** Activity **
Beginning with the opening line, restate the following material exactly, up through the line that contains "use super::arrow_io;".

== Segment start ==

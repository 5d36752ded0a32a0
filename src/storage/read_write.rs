//! Versioned file access for every payload kind a task reads or writes.
//!
//! Paths are `<base>/[<pipeline>/]<time connector>/<file>`. The file
//! extension picks the format; asking for a kind the extension does not
//! support is an [`StorageError::UnsupportedFormat`].

use std::fmt;
use std::path::{Path, PathBuf};
use std::sync::Arc;

use serde::de::DeserializeOwned;
use serde::Serialize;
use tracing::{debug, info};

use crate::config::Config;
use crate::error::StorageError;
use crate::model::FittedModel;
use crate::pipeline::Payload;

use super::arrow_io;
use super::figure::Figure;
use super::schema::{normalize_column_name, TableSchema};
use super::table::Table;

/// On-disk format, chosen by file extension.
#[derive(Debug, Clone, Copy, PartialEq, Eq)]
pub enum FileFormat {
    Parquet,
    Csv,
    Json,
    Yaml,
    Svg,
}

impl FileFormat {
    pub fn from_file_name(file_name: &str) -> Option<Self> {
        let ext = Path::new(file_name).extension()?.to_str()?.to_ascii_lowercase();
        match ext.as_str() {
            "parquet" => Some(Self::Parquet),
            "csv" | "txt" => Some(Self::Csv),
            "json" => Some(Self::Json),
            "yml" | "yaml" => Some(Self::Yaml),
            "svg" => Some(Self::Svg),
            _ => None,
        }
    }
}

/// Payload kind requested from a file.
#[derive(Debug, Clone, Copy, PartialEq, Eq)]
pub enum ReadType {
    Table,
    Dict,
    Model,
    List,
    YamlConfig,
}

impl fmt::Display for ReadType {
    fn fmt(&self, f: &mut fmt::Formatter<'_>) -> fmt::Result {
        match self {
            ReadType::Table => write!(f, "table"),
            ReadType::Dict => write!(f, "dict"),
            ReadType::Model => write!(f, "model"),
            ReadType::List => write!(f, "list"),
            ReadType::YamlConfig => write!(f, "yaml config"),
        }
    }
}

/// Where a versioned file lives.
#[derive(Debug, Clone, PartialEq, Eq)]
pub struct DataLocation {
    pub base_directory: PathBuf,
    pub pipeline_name: Option<String>,
    pub time_connector: Option<String>,
    pub file_name: String,
}

impl DataLocation {
    pub fn new(base_directory: impl Into<PathBuf>, file_name: impl Into<String>) -> Self {
        Self {
            base_directory: base_directory.into(),
            pipeline_name: None,
            time_connector: None,
            file_name: file_name.into(),
        }
    }

    pub fn with_pipeline(mut self, pipeline_name: impl Into<String>) -> Self {
        self.pipeline_name = Some(pipeline_name.into());
        self
    }

    pub fn with_time_connector(mut self, version: impl Into<String>) -> Self {
        self.time_connector = Some(version.into());
        self
    }

    pub fn path(&self) -> PathBuf {
        let mut path = self.base_directory.clone();
        if let Some(pipeline) = &self.pipeline_name {
            path.push(pipeline);
        }
        if let Some(version) = &self.time_connector {
            path.push(version);
        }
        path.push(&self.file_name);
        path
    }

    fn format_for(&self, kind: &str, accepted: &[FileFormat]) -> Result<FileFormat, StorageError> {
        FileFormat::from_file_name(&self.file_name)
            .filter(|format| accepted.contains(format))
            .ok_or_else(|| StorageError::UnsupportedFormat {
                file: self.file_name.clone(),
                kind: kind.to_string(),
            })
    }
}

impl fmt::Display for DataLocation {
    fn fmt(&self, f: &mut fmt::Formatter<'_>) -> fmt::Result {
        write!(f, "{}", self.path().display())
    }
}

fn read_to_string(path: &Path) -> Result<String, StorageError> {
    std::fs::read_to_string(path).map_err(|e| StorageError::io(path, e))
}

fn write_string(path: &Path, contents: &str) -> Result<(), StorageError> {
    if let Some(parent) = path.parent() {
        std::fs::create_dir_all(parent).map_err(|e| StorageError::io(parent, e))?;
    }
    std::fs::write(path, contents).map_err(|e| StorageError::io(path, e))
}

fn parse_json<T: DeserializeOwned>(path: &Path) -> Result<T, StorageError> {
    serde_json::from_str(&read_to_string(path)?).map_err(|source| StorageError::Json {
        path: path.to_path_buf(),
        source,
    })
}

fn dump_json<T: Serialize + ?Sized>(path: &Path, value: &T) -> Result<(), StorageError> {
    let json = serde_json::to_string_pretty(value).map_err(|source| StorageError::Json {
        path: path.to_path_buf(),
        source,
    })?;
    write_string(path, &json)
}

/// Reads a table and normalizes its column names.
pub fn read_table(location: &DataLocation) -> Result<Table, StorageError> {
    let path = location.path();
    let format = location.format_for(
        "tables",
        &[FileFormat::Parquet, FileFormat::Csv, FileFormat::Json],
    )?;

    let mut table = match format {
        FileFormat::Parquet => arrow_io::read_parquet(&path)?,
        FileFormat::Csv => arrow_io::read_csv(&path)?,
        _ => {
            let records: Vec<serde_json::Value> = parse_json(&path)?;
            Table::from_records(&records).ok_or_else(|| StorageError::InvalidData {
                path: path.clone(),
                reason: "expected an array of JSON objects".to_string(),
            })?
        }
    };
    table.rename_with(normalize_column_name)?;

    debug!(path = %path.display(), rows = table.n_rows(), cols = table.n_cols(), "Table loaded");
    Ok(table)
}

/// Reads a table, keeps the schema's columns and coerces their types.
pub fn read_table_with_schema(
    location: &DataLocation,
    schema: &TableSchema,
) -> Result<Table, StorageError> {
    let table = read_table(location)?;
    let mut table = table.select(&schema.column_names())?;
    schema.cast(&mut table)?;
    Ok(table)
}

pub fn write_table(location: &DataLocation, table: &Table) -> Result<(), StorageError> {
    let path = location.path();
    let format = location.format_for(
        "tables",
        &[FileFormat::Parquet, FileFormat::Csv, FileFormat::Json],
    )?;
    info!(
        file = %location.file_name,
        rows = table.n_rows(),
        cols = table.n_cols(),
        "Writing table"
    );

    match format {
        FileFormat::Parquet => arrow_io::write_parquet(table, &path),
        FileFormat::Csv => arrow_io::write_csv(table, &path),
        _ => dump_json(&path, &table.to_records()),
    }
}

pub fn read_dict(location: &DataLocation) -> Result<serde_json::Value, StorageError> {
    let path = location.path();
    match location.format_for("dictionaries", &[FileFormat::Json, FileFormat::Yaml])? {
        FileFormat::Json => parse_json(&path),
        _ => serde_yaml::from_str(&read_to_string(&path)?).map_err(|source| StorageError::Yaml {
            path: path.clone(),
            source,
        }),
    }
}

pub fn write_dict<T: Serialize + ?Sized>(
    location: &DataLocation,
    value: &T,
) -> Result<(), StorageError> {
    let path = location.path();
    match location.format_for("dictionaries", &[FileFormat::Json, FileFormat::Yaml])? {
        FileFormat::Json => dump_json(&path, value),
        _ => {
            let yaml = serde_yaml::to_string(value).map_err(|source| StorageError::Yaml {
                path: path.clone(),
                source,
            })?;
            write_string(&path, &yaml)
        }
    }
}

/// Reads a typed dictionary, such as a train/test split.
pub fn read_typed_dict<T: DeserializeOwned>(location: &DataLocation) -> Result<T, StorageError> {
    location.format_for("dictionaries", &[FileFormat::Json])?;
    parse_json(&location.path())
}

pub fn read_model<T: DeserializeOwned>(location: &DataLocation) -> Result<T, StorageError> {
    location.format_for("models", &[FileFormat::Json])?;
    parse_json(&location.path())
}

pub fn write_model<T: Serialize>(location: &DataLocation, model: &T) -> Result<(), StorageError> {
    location.format_for("models", &[FileFormat::Json])?;
    dump_json(&location.path(), model)
}

pub fn read_list(location: &DataLocation) -> Result<Vec<serde_json::Value>, StorageError> {
    location.format_for("lists", &[FileFormat::Json])?;
    parse_json(&location.path())
}

pub fn write_list(location: &DataLocation, values: &[serde_json::Value]) -> Result<(), StorageError> {
    location.format_for("lists", &[FileFormat::Json])?;
    dump_json(&location.path(), values)
}

pub fn write_figure(location: &DataLocation, figure: &Figure) -> Result<(), StorageError> {
    location.format_for("figures", &[FileFormat::Svg])?;
    write_string(&location.path(), figure.svg())
}

/// Reads a file as the requested payload kind.
pub fn read_payload(location: &DataLocation, read_type: ReadType) -> Result<Payload, StorageError> {
    debug!(location = %location, read_type = %read_type, "Reading payload");
    Ok(match read_type {
        ReadType::Table => Payload::Table(read_table(location)?),
        ReadType::Dict => Payload::Dict(read_dict(location)?),
        ReadType::Model => Payload::Model(read_model::<FittedModel>(location)?),
        ReadType::List => Payload::List(read_list(location)?),
        ReadType::YamlConfig => {
            location.format_for("yaml config", &[FileFormat::Yaml])?;
            let path = location.path();
            let config = Config::from_yaml_str(&read_to_string(&path)?).map_err(|e| {
                StorageError::InvalidData {
                    path: path.clone(),
                    reason: e.to_string(),
                }
            })?;
            Payload::Config(Arc::new(config))
        }
    })
}
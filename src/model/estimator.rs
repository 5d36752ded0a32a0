//! The fitted model handed between training and evaluation.

use std::collections::BTreeMap;
use std::fmt;

use ndarray::{Array1, ArrayView1, ArrayView2};
use serde::{Deserialize, Serialize};

use crate::error::ModelError;

use super::forest::{ForestParams, RandomForest};
use super::linear::{LinearFit, LinearParams};

/// Supported regressors.
#[derive(Debug, Clone, Copy, PartialEq, Eq, Serialize, Deserialize)]
#[serde(rename_all = "snake_case")]
pub enum ModelKind {
    /// Ordinary least squares.
    LinReg,
    /// L2-penalized least squares.
    Ridge,
    /// Bagged regression trees.
    RandomForest,
}

impl ModelKind {
    pub fn from_name(name: &str) -> Option<Self> {
        match name {
            "lin_reg" => Some(Self::LinReg),
            "ridge" => Some(Self::Ridge),
            "random_forest" => Some(Self::RandomForest),
            _ => None,
        }
    }

    pub fn name(&self) -> &'static str {
        match self {
            Self::LinReg => "lin_reg",
            Self::Ridge => "ridge",
            Self::RandomForest => "random_forest",
        }
    }
}

impl fmt::Display for ModelKind {
    fn fmt(&self, f: &mut fmt::Formatter<'_>) -> fmt::Result {
        f.write_str(self.name())
    }
}

/// Hyperparameters for one of the [`ModelKind`]s.
#[derive(Debug, Clone, Copy, PartialEq, Serialize, Deserialize)]
#[serde(rename_all = "snake_case")]
pub enum ModelParams {
    Linear(LinearParams),
    Forest(ForestParams),
}

impl ModelParams {
    pub fn defaults(kind: ModelKind, random_state: u64) -> Self {
        match kind {
            ModelKind::LinReg | ModelKind::Ridge => Self::Linear(LinearParams::defaults(kind)),
            ModelKind::RandomForest => Self::Forest(ForestParams::defaults(random_state)),
        }
    }

    /// Builds parameters from a search candidate; `random_state` seeds
    /// models that draw random numbers.
    pub fn from_map(
        kind: ModelKind,
        values: &BTreeMap<String, serde_json::Value>,
        random_state: u64,
    ) -> Result<Self, ModelError> {
        Ok(match kind {
            ModelKind::LinReg | ModelKind::Ridge => {
                Self::Linear(LinearParams::from_map(kind, values)?)
            }
            ModelKind::RandomForest => Self::Forest(ForestParams::from_map(values, random_state)?),
        })
    }
}

#[derive(Debug, Clone, PartialEq, Serialize, Deserialize)]
#[serde(rename_all = "snake_case")]
pub enum Estimator {
    Linear(LinearFit),
    Forest(RandomForest),
}

/// A fitted regressor plus what it was trained on.
#[derive(Debug, Clone, PartialEq, Serialize, Deserialize)]
pub struct FittedModel {
    pub kind: ModelKind,
    pub params: ModelParams,
    #[serde(default)]
    pub feature_names: Vec<String>,
    pub estimator: Estimator,
    /// Mean cross-validation score of the chosen parameters, when tuned.
    #[serde(default)]
    pub cv_score: Option<f64>,
}

impl FittedModel {
    /// Fits `kind` on `x` (rows are samples) and `y`.
    pub fn fit(
        kind: ModelKind,
        params: ModelParams,
        x: ArrayView2<'_, f64>,
        y: ArrayView1<'_, f64>,
    ) -> Result<Self, ModelError> {
        let estimator = match (kind, &params) {
            (ModelKind::LinReg | ModelKind::Ridge, ModelParams::Linear(p)) => {
                Estimator::Linear(LinearFit::fit(p, x, y)?)
            }
            (ModelKind::RandomForest, ModelParams::Forest(p)) => {
                Estimator::Forest(RandomForest::fit(p, x, y)?)
            }
            _ => {
                return Err(ModelError::InvalidHyperparameter {
                    name: kind.name().to_string(),
                    reason: "parameters belong to a different model".to_string(),
                })
            }
        };
        Ok(Self {
            kind,
            params,
            feature_names: Vec::new(),
            estimator,
            cv_score: None,
        })
    }

    pub fn with_feature_names(mut self, names: Vec<String>) -> Self {
        self.feature_names = names;
        self
    }

    pub fn with_cv_score(mut self, score: f64) -> Self {
        self.cv_score = Some(score);
        self
    }

    pub fn n_features(&self) -> usize {
        match &self.estimator {
            Estimator::Linear(fit) => fit.n_features(),
            Estimator::Forest(forest) => forest.n_features,
        }
    }

    /// Coefficients and intercept, for linear models.
    pub fn linear(&self) -> Option<&LinearFit> {
        match &self.estimator {
            Estimator::Linear(fit) => Some(fit),
            Estimator::Forest(_) => None,
        }
    }

    pub fn predict(&self, x: ArrayView2<'_, f64>) -> Result<Array1<f64>, ModelError> {
        if x.ncols() != self.n_features() {
            return Err(ModelError::DimensionMismatch {
                expected: self.n_features(),
                actual: x.ncols(),
            });
        }
        Ok(match &self.estimator {
            Estimator::Linear(fit) => fit.predict(x),
            Estimator::Forest(forest) => forest.predict(x),
        })
    }
}
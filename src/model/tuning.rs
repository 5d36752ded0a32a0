//! Randomized hyperparameter search with K-fold cross-validation.

use std::collections::BTreeMap;
use std::fmt;

use ndarray::{Array1, Array2, Axis};
use rand::seq::SliceRandom;
use rand::SeedableRng;
use rand_chacha::ChaCha8Rng;
use tracing::{debug, info};

use crate::error::ModelError;

use super::estimator::{FittedModel, ModelKind, ModelParams};
use super::metrics::{mean_absolute_error, r2_score};

/// One point of the search space.
pub type Candidate = BTreeMap<String, serde_json::Value>;

/// Cross-validation score; higher is better.
#[derive(Debug, Clone, Copy, PartialEq, Eq)]
pub enum Scoring {
    R2,
    NegMeanAbsoluteError,
}

impl Scoring {
    pub fn from_name(name: &str) -> Result<Self, ModelError> {
        match name {
            "r2" => Ok(Self::R2),
            "neg_mean_absolute_error" => Ok(Self::NegMeanAbsoluteError),
            other => Err(ModelError::UnsupportedScoring(other.to_string())),
        }
    }

    pub fn score(&self, y_true: &[f64], y_pred: &[f64]) -> f64 {
        match self {
            Self::R2 => r2_score(y_true, y_pred),
            Self::NegMeanAbsoluteError => -mean_absolute_error(y_true, y_pred),
        }
    }
}

impl fmt::Display for Scoring {
    fn fmt(&self, f: &mut fmt::Formatter<'_>) -> fmt::Result {
        match self {
            Self::R2 => write!(f, "r2"),
            Self::NegMeanAbsoluteError => write!(f, "neg_mean_absolute_error"),
        }
    }
}

/// Every combination of the listed values, in key then value order.
///
/// An empty space yields a single empty candidate.
pub fn parameter_grid(space: &BTreeMap<String, Vec<serde_json::Value>>) -> Vec<Candidate> {
    let mut grid = vec![Candidate::new()];
    for (name, values) in space {
        grid = grid
            .into_iter()
            .flat_map(|candidate| {
                values.iter().map(move |value| {
                    let mut next = candidate.clone();
                    next.insert(name.clone(), value.clone());
                    next
                })
            })
            .collect();
    }
    grid
}

/// Contiguous, unshuffled folds; the first `n % k` folds get one extra row.
///
/// Returns `(train, validation)` index pairs.
pub fn kfold_indices(n: usize, k: usize) -> Result<Vec<(Vec<usize>, Vec<usize>)>, ModelError> {
    if k < 2 || k > n {
        return Err(ModelError::InvalidFolds {
            samples: n,
            splits: k,
        });
    }
    let mut folds = Vec::with_capacity(k);
    let mut start = 0;
    for fold in 0..k {
        let size = n / k + usize::from(fold < n % k);
        let validation: Vec<usize> = (start..start + size).collect();
        let train: Vec<usize> = (0..start).chain(start + size..n).collect();
        folds.push((train, validation));
        start += size;
    }
    Ok(folds)
}

/// Outcome of a search.
#[derive(Debug, Clone)]
pub struct SearchResult {
    pub best_params: Candidate,
    pub best_score: f64,
    pub evaluated: usize,
    pub model: FittedModel,
}

/// Randomized search over a discrete parameter grid.
#[derive(Debug, Clone)]
pub struct RandomizedSearch {
    kind: ModelKind,
    space: BTreeMap<String, Vec<serde_json::Value>>,
    scoring: Scoring,
    n_iter: usize,
    cv_splits: usize,
    random_state: u64,
}

impl RandomizedSearch {
    pub fn new(kind: ModelKind, space: BTreeMap<String, Vec<serde_json::Value>>) -> Self {
        Self {
            kind,
            space,
            scoring: Scoring::R2,
            n_iter: 10,
            cv_splits: 5,
            random_state: 42,
        }
    }

    pub fn with_scoring(mut self, scoring: Scoring) -> Self {
        self.scoring = scoring;
        self
    }

    pub fn with_n_iter(mut self, n_iter: usize) -> Self {
        self.n_iter = n_iter;
        self
    }

    pub fn with_cv_splits(mut self, cv_splits: usize) -> Self {
        self.cv_splits = cv_splits;
        self
    }

    pub fn with_random_state(mut self, random_state: u64) -> Self {
        self.random_state = random_state;
        self
    }

    /// Candidates to evaluate: the whole grid when it has at most `n_iter`
    /// points, otherwise `n_iter` distinct points drawn with the seeded rng.
    pub fn candidates(&self) -> Vec<Candidate> {
        let grid = parameter_grid(&self.space);
        if grid.len() <= self.n_iter {
            return grid;
        }
        let mut order: Vec<usize> = (0..grid.len()).collect();
        let mut rng = ChaCha8Rng::seed_from_u64(self.random_state);
        order.shuffle(&mut rng);
        order.truncate(self.n_iter);
        order.into_iter().map(|i| grid[i].clone()).collect()
    }

    /// Scores every candidate by cross-validation and refits the best one on
    /// all of `x`/`y`. Ties keep the earlier candidate.
    pub fn fit(&self, x: &Array2<f64>, y: &Array1<f64>) -> Result<SearchResult, ModelError> {
        if x.nrows() == 0 {
            return Err(ModelError::EmptyTrainingSet);
        }
        let folds = kfold_indices(x.nrows(), self.cv_splits)?;
        let candidates = self.candidates();
        info!(
            model = %self.kind,
            candidates = candidates.len(),
            folds = folds.len(),
            scoring = %self.scoring,
            "Running randomized search"
        );

        let mut best: Option<(Candidate, ModelParams, f64)> = None;
        for candidate in &candidates {
            let params = ModelParams::from_map(self.kind, candidate, self.random_state)?;
            let score = self.cross_validate(params, x, y, &folds)?;
            debug!(params = ?candidate, score, "Candidate scored");

            if best.as_ref().map_or(true, |(_, _, s)| score > *s) {
                best = Some((candidate.clone(), params, score));
            }
        }

        let (best_params, params, best_score) = best.ok_or(ModelError::EmptyTrainingSet)?;
        info!(params = ?best_params, "Grid search of best parameters");
        info!(score = best_score, "Grid search best score");

        let model = FittedModel::fit(self.kind, params, x.view(), y.view())?.with_cv_score(best_score);
        Ok(SearchResult {
            best_params,
            best_score,
            evaluated: candidates.len(),
            model,
        })
    }

    fn cross_validate(
        &self,
        params: ModelParams,
        x: &Array2<f64>,
        y: &Array1<f64>,
        folds: &[(Vec<usize>, Vec<usize>)],
    ) -> Result<f64, ModelError> {
        let mut total = 0.0;
        for (train, validation) in folds {
            let model = FittedModel::fit(
                self.kind,
                params,
                x.select(Axis(0), train).view(),
                y.select(Axis(0), train).view(),
            )?;
            let pred = model.predict(x.select(Axis(0), validation).view())?;
            let truth = y.select(Axis(0), validation);
            total += self.scoring.score(&truth.to_vec(), &pred.to_vec());
        }
        Ok(total / folds.len() as f64)
    }
}
use std::sync::Arc;

use ndarray::Array2;
use tracing::{info, warn};

use crate::config::{Config, ConfigError};
use crate::error::{ModelError, TaskError};
use crate::model::preprocessing::{array_to_rows, rows_to_array};
use crate::model::{train_test_split, StandardScaler, TrainData};
use crate::pipeline::{FromBag, Outputs, ParameterBag, Payload, Task};
use crate::storage::{read_table, write_dict, Table};
use crate::tasks::output_location;

use super::feature_engineering::FEATURE_DATA_KEY;

pub(crate) const TRAIN_DATA_KEY: &str = "train_data";

/// Complete rows of the selected columns, plus how many were dropped.
fn complete_rows(table: &Table, columns: &[String]) -> Result<(Vec<Vec<f64>>, usize), TaskError> {
    let values = columns
        .iter()
        .map(|name| table.float_values(name))
        .collect::<Result<Vec<_>, _>>()?;

    let mut rows = Vec::with_capacity(table.n_rows());
    for row in 0..table.n_rows() {
        let cells: Option<Vec<f64>> = values.iter().map(|column| column[row]).collect();
        if let Some(cells) = cells {
            rows.push(cells);
        }
    }
    let dropped = table.n_rows() - rows.len();
    Ok((rows, dropped))
}

/// Splits and scales the feature table into model-ready train/test sets.
#[derive(Debug)]
pub struct PrepareData {
    config: Arc<Config>,
    feature_data: Option<Table>,
}

impl PrepareData {
    pub fn new(config: Arc<Config>) -> Self {
        Self {
            config,
            feature_data: None,
        }
    }

    /// Uses `table` instead of reading the feature table from disk.
    pub fn with_feature_data(mut self, table: Table) -> Self {
        self.feature_data = Some(table);
        self
    }

    fn format_output(&self, train_data: TrainData) -> Result<TrainData, TaskError> {
        match self.config.forecast_model.model_type.as_str() {
            "ml_model" => Ok(train_data),
            other => Err(TaskError::UnsupportedModelType(other.to_string())),
        }
    }
}

impl Task for PrepareData {
    type Inputs = Table;
    type Output = TrainData;

    fn name(&self) -> &str {
        Self::NAME
    }

    fn load_inputs(&mut self) -> Result<Table, TaskError> {
        if let Some(table) = self.feature_data.take() {
            return Ok(table);
        }
        info!("Loading feature data table");
        let location =
            output_location(&self.config, self.config.data.output().table(FEATURE_DATA_KEY)?)?;
        Ok(read_table(&location)?)
    }

    fn process(&mut self, table: Table) -> Result<TrainData, TaskError> {
        let settings = &self.config.forecast_model;
        let target = settings.target()?.to_string();
        let features = settings.features.numeric.clone();
        if features.is_empty() {
            return Err(ConfigError::InvalidValue {
                key: "forecast_model.features.numeric".to_string(),
                message: "at least one feature is required".to_string(),
            }
            .into());
        }
        if !settings.features.categorical.is_empty() {
            warn!(
                features = ?settings.features.categorical,
                "Categorical features are not encoded and will be ignored"
            );
        }

        info!(features = ?features, target = %target, "Selecting feature variables");
        let mut columns = features.clone();
        columns.push(target.clone());
        let (rows, dropped) = complete_rows(&table, &columns)?;
        if dropped > 0 {
            warn!(dropped, kept = rows.len(), "Dropped rows with missing values");
        }
        if rows.is_empty() {
            return Err(ModelError::EmptyTrainingSet.into());
        }

        info!(test_size = settings.test_size, "Splitting into train and test sets");
        let (train_idx, test_idx) =
            train_test_split(rows.len(), settings.test_size, settings.random_state);
        let n_features = features.len();
        let split = |indices: &[usize]| -> Result<(Array2<f64>, Vec<f64>), ModelError> {
            let x: Vec<Vec<f64>> = indices.iter().map(|&i| rows[i][..n_features].to_vec()).collect();
            let y = indices.iter().map(|&i| rows[i][n_features]).collect();
            Ok((rows_to_array(&x, n_features)?, y))
        };
        let (x_train, y_train) = split(&train_idx)?;
        let (x_test, y_test) = split(&test_idx)?;

        info!("Scaling numeric predictor variables");
        let scaler = StandardScaler::fit(x_train.view())?;
        let x_train = scaler.transform(x_train.view())?;
        let x_test = scaler.transform(x_test.view())?;

        info!(
            model_type = %settings.model_type,
            train = y_train.len(),
            test = y_test.len(),
            "Formatting output for model type"
        );
        self.format_output(TrainData {
            feature_names: features,
            target,
            x_train: array_to_rows(x_train.view()),
            x_test: array_to_rows(x_test.view()),
            y_train,
            y_test,
        })
    }

    fn save_results(&mut self, train_data: &TrainData) -> Result<(), TaskError> {
        info!("Writing training data dict to file");
        let location =
            output_location(&self.config, self.config.data.output().dict(TRAIN_DATA_KEY)?)?;
        write_dict(&location, train_data)?;
        Ok(())
    }

    fn into_outputs(self, train_data: TrainData) -> Outputs {
        let mut outputs = Outputs::new();
        outputs.insert(TRAIN_DATA_KEY.to_string(), Payload::TrainData(train_data));
        outputs
    }
}

impl FromBag for PrepareData {
    const NAME: &'static str = "prepare_data";

    fn from_bag(bag: &ParameterBag) -> Result<Self, TaskError> {
        let task = Self::new(bag.config()?);
        Ok(match bag.table(FEATURE_DATA_KEY)? {
            Some(table) => task.with_feature_data(table),
            None => task,
        })
    }
}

== Segment end ==

** Solution to this task **
repository 5d36752ded0a32a0
filename src/storage/read_write.rs
//! Versioned file access for every payload kind a task reads or writes.
//!
//! Paths are `<base>/[<pipeline>/]<time connector>/<file>`. The file
//! extension picks the format; asking for a kind the extension does not
//! support is an [`StorageError::UnsupportedFormat`].

use std::fmt;
use std::path::{Path, PathBuf};
use std::sync::Arc;

use serde::de::DeserializeOwned;
use serde::Serialize;
use tracing::{debug, info};

use crate::config::Config;
use crate::error::StorageError;
use crate::model::FittedModel;
use crate::pipeline::Payload;

use super::arrow_io;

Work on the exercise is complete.